Items from a dataset:
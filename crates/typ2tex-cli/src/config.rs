//! Configuration file support for typ2tex CLI
//!
//! Loads settings from a `_typ2tex.toml` file next to the input document, or
//! from an explicit `--config` path. Command-line flags take precedence over
//! every value here.

use anyhow::{Context, Result};
use schemars::JsonSchema;
use serde::{Deserialize, Serialize};
use std::path::{Path, PathBuf};

/// Default configuration file name
pub const CONFIG_FILE_NAME: &str = "_typ2tex.toml";

/// Schema URL for the configuration file
pub const SCHEMA_URL: &str =
    "https://raw.githubusercontent.com/typ2tex/typ2tex/main/crates/typ2tex-cli/schema/typ2tex.schema.json";

/// Root configuration structure
#[derive(Debug, Default, Clone, Deserialize, Serialize, JsonSchema)]
#[serde(default)]
pub struct Config {
    /// Output document configuration
    #[serde(skip_serializing_if = "OutputConfig::is_empty")]
    pub output: OutputConfig,
    /// Math conversion configuration
    #[serde(skip_serializing_if = "MathConfig::is_empty")]
    pub math: MathConfig,
    /// Bibliography configuration
    #[serde(skip_serializing_if = "BibliographyConfig::is_empty")]
    pub bibliography: BibliographyConfig,
}

/// Output document configuration
#[derive(Debug, Default, Clone, Deserialize, Serialize, JsonSchema)]
#[serde(default)]
pub struct OutputConfig {
    /// LaTeX template with %title%, %authors%, %date%, %abstract%, %bibliography%
    /// and %content% placeholders, relative to this file (default: built-in article template)
    #[serde(skip_serializing_if = "Option::is_none")]
    pub template: Option<PathBuf>,
    #[doc = r"Value of the \date{} field (default: \today)"]
    #[serde(skip_serializing_if = "Option::is_none")]
    pub date: Option<String>,
}

impl OutputConfig {
    fn is_empty(&self) -> bool {
        self.template.is_none() && self.date.is_none()
    }
}

/// Math conversion configuration
#[derive(Debug, Default, Clone, Deserialize, Serialize, JsonSchema)]
#[serde(default)]
pub struct MathConfig {
    /// Convert $...$ spans with an external command (default: true)
    #[serde(skip_serializing_if = "Option::is_none")]
    pub enabled: Option<bool>,
    /// Converter command (default: "pandoc")
    #[serde(skip_serializing_if = "Option::is_none")]
    pub command: Option<String>,
    /// Arguments placed before the input file (default: ["-f", "typst", "-t", "latex"])
    #[serde(skip_serializing_if = "Option::is_none")]
    pub args: Option<Vec<String>>,
    /// Seconds a single span may take (default: 10)
    #[serde(skip_serializing_if = "Option::is_none")]
    pub timeout_secs: Option<u64>,
}

impl MathConfig {
    fn is_empty(&self) -> bool {
        self.enabled.is_none()
            && self.command.is_none()
            && self.args.is_none()
            && self.timeout_secs.is_none()
    }
}

/// Bibliography configuration
#[derive(Debug, Default, Clone, Deserialize, Serialize, JsonSchema)]
#[serde(default)]
pub struct BibliographyConfig {
    /// Load citation keys from the bibliography named in the document when
    /// no --bib is given (default: true)
    #[serde(skip_serializing_if = "Option::is_none")]
    pub auto_discover: Option<bool>,
}

impl BibliographyConfig {
    fn is_empty(&self) -> bool {
        self.auto_discover.is_none()
    }
}

impl Config {
    /// Load configuration from a specific file path
    pub fn load(path: &Path) -> Result<Self> {
        let content = std::fs::read_to_string(path)
            .with_context(|| format!("Failed to read config file: {}", path.display()))?;

        toml::from_str(&content)
            .with_context(|| format!("Failed to parse config file: {}", path.display()))
    }

    /// Try to load configuration from a directory (looks for `_typ2tex.toml`)
    ///
    /// Returns `Ok(None)` if the config file doesn't exist.
    pub fn load_from_dir(dir: &Path) -> Result<Option<Self>> {
        let config_path = dir.join(CONFIG_FILE_NAME);
        if config_path.exists() {
            Ok(Some(Self::load(&config_path)?))
        } else {
            Ok(None)
        }
    }

    /// Generate JSON schema for the configuration
    pub fn json_schema() -> schemars::Schema {
        schemars::schema_for!(Config)
    }

    /// Generate JSON schema as a string
    pub fn json_schema_string() -> Result<String> {
        let schema = Self::json_schema();
        serde_json::to_string_pretty(&schema).context("Failed to serialize JSON schema")
    }

    /// Serialize configuration to TOML string with schema directive
    pub fn to_toml_with_schema(&self) -> Result<String> {
        let toml_content =
            toml::to_string_pretty(self).context("Failed to serialize config to TOML")?;

        Ok(format!("#:schema {}\n\n{}", SCHEMA_URL, toml_content))
    }

    /// Create a sample configuration with common defaults for init command
    pub fn sample() -> Self {
        Config {
            output: OutputConfig {
                template: None, // built-in template
                date: Some(r"\today".to_string()),
            },
            math: MathConfig {
                enabled: Some(true),
                command: Some("pandoc".to_string()),
                args: Some(
                    ["-f", "typst", "-t", "latex"]
                        .map(String::from)
                        .to_vec(),
                ),
                timeout_secs: Some(10),
            },
            bibliography: BibliographyConfig {
                auto_discover: Some(true),
            },
        }
    }
}

#[cfg(test)]
mod tests {
    use super::*;
    use tempfile::tempdir;

    #[test]
    fn test_parse_empty_config() {
        let config: Config = toml::from_str("").unwrap();
        assert!(config.output.template.is_none());
        assert!(config.math.enabled.is_none());
        assert!(config.bibliography.auto_discover.is_none());
    }

    #[test]
    fn test_parse_output_section() {
        let config: Config = toml::from_str(
            r#"
            [output]
            template = "paper.tex"
            date = "June 2024"
            "#,
        )
        .unwrap();

        assert_eq!(config.output.template, Some(PathBuf::from("paper.tex")));
        assert_eq!(config.output.date, Some("June 2024".to_string()));
    }

    #[test]
    fn test_parse_math_section() {
        let config: Config = toml::from_str(
            r#"
            [math]
            enabled = false
            command = "/opt/pandoc/bin/pandoc"
            args = ["--from=typst", "--to=latex"]
            timeout_secs = 3
            "#,
        )
        .unwrap();

        assert_eq!(config.math.enabled, Some(false));
        assert_eq!(config.math.command.as_deref(), Some("/opt/pandoc/bin/pandoc"));
        assert_eq!(
            config.math.args,
            Some(vec!["--from=typst".to_string(), "--to=latex".to_string()])
        );
        assert_eq!(config.math.timeout_secs, Some(3));
    }

    #[test]
    fn test_parse_bibliography_section() {
        let config: Config = toml::from_str(
            r#"
            [bibliography]
            auto_discover = false
            "#,
        )
        .unwrap();

        assert_eq!(config.bibliography.auto_discover, Some(false));
    }

    #[test]
    fn test_partial_config() {
        let config: Config = toml::from_str(
            r#"
            [math]
            timeout_secs = 30
            "#,
        )
        .unwrap();

        assert_eq!(config.math.timeout_secs, Some(30));
        assert!(config.math.command.is_none());
        assert!(config.output.date.is_none());
    }

    #[test]
    fn test_unknown_type_is_error() {
        let result: Result<Config, _> = toml::from_str("[math]\ntimeout_secs = \"ten\"");
        assert!(result.is_err());
    }

    #[test]
    fn test_load_from_dir() {
        let dir = tempdir().unwrap();
        assert!(Config::load_from_dir(dir.path()).unwrap().is_none());

        std::fs::write(dir.path().join(CONFIG_FILE_NAME), "[math]\nenabled = false\n").unwrap();
        let config = Config::load_from_dir(dir.path()).unwrap().unwrap();
        assert_eq!(config.math.enabled, Some(false));
    }

    #[test]
    fn test_load_invalid_file() {
        let dir = tempdir().unwrap();
        let path = dir.path().join("bad.toml");
        std::fs::write(&path, "[math\n").unwrap();
        let err = Config::load(&path).unwrap_err();
        assert!(err.to_string().contains("Failed to parse config file"));
    }

    #[test]
    fn test_serialize_empty_config() {
        let config = Config::default();
        let toml = config.to_toml_with_schema().unwrap();
        assert!(toml.starts_with("#:schema"));
        assert!(!toml.contains("[output]"));
        assert!(!toml.contains("[math]"));
    }

    #[test]
    fn test_serialize_sample_config() {
        let config = Config::sample();
        let toml = config.to_toml_with_schema().unwrap();
        assert!(toml.starts_with("#:schema"));
        assert!(toml.contains("[math]"));
        assert!(toml.contains("command = \"pandoc\""));
        assert!(toml.contains("[bibliography]"));
    }

    #[test]
    fn test_json_schema_generation() {
        let schema = Config::json_schema_string().unwrap();
        assert!(schema.contains("\"title\""));
        assert!(schema.contains("MathConfig"));
        assert!(schema.contains("timeout_secs"));
    }

    #[test]
    fn test_roundtrip() {
        let config = Config::sample();
        let toml = toml::to_string_pretty(&config).unwrap();
        let parsed: Config = toml::from_str(&toml).unwrap();
        assert_eq!(config.math.args, parsed.math.args);
        assert_eq!(config.output.date, parsed.output.date);
    }
}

AIM OF THE TASK: Using the records above, list each line that includes "title".

RESULT FOR THIS EXERCISE:
    /// LaTeX template with %title%, %authors%, %date%, %abstract%, %bibliography%
        assert!(schema.contains("\"title\""));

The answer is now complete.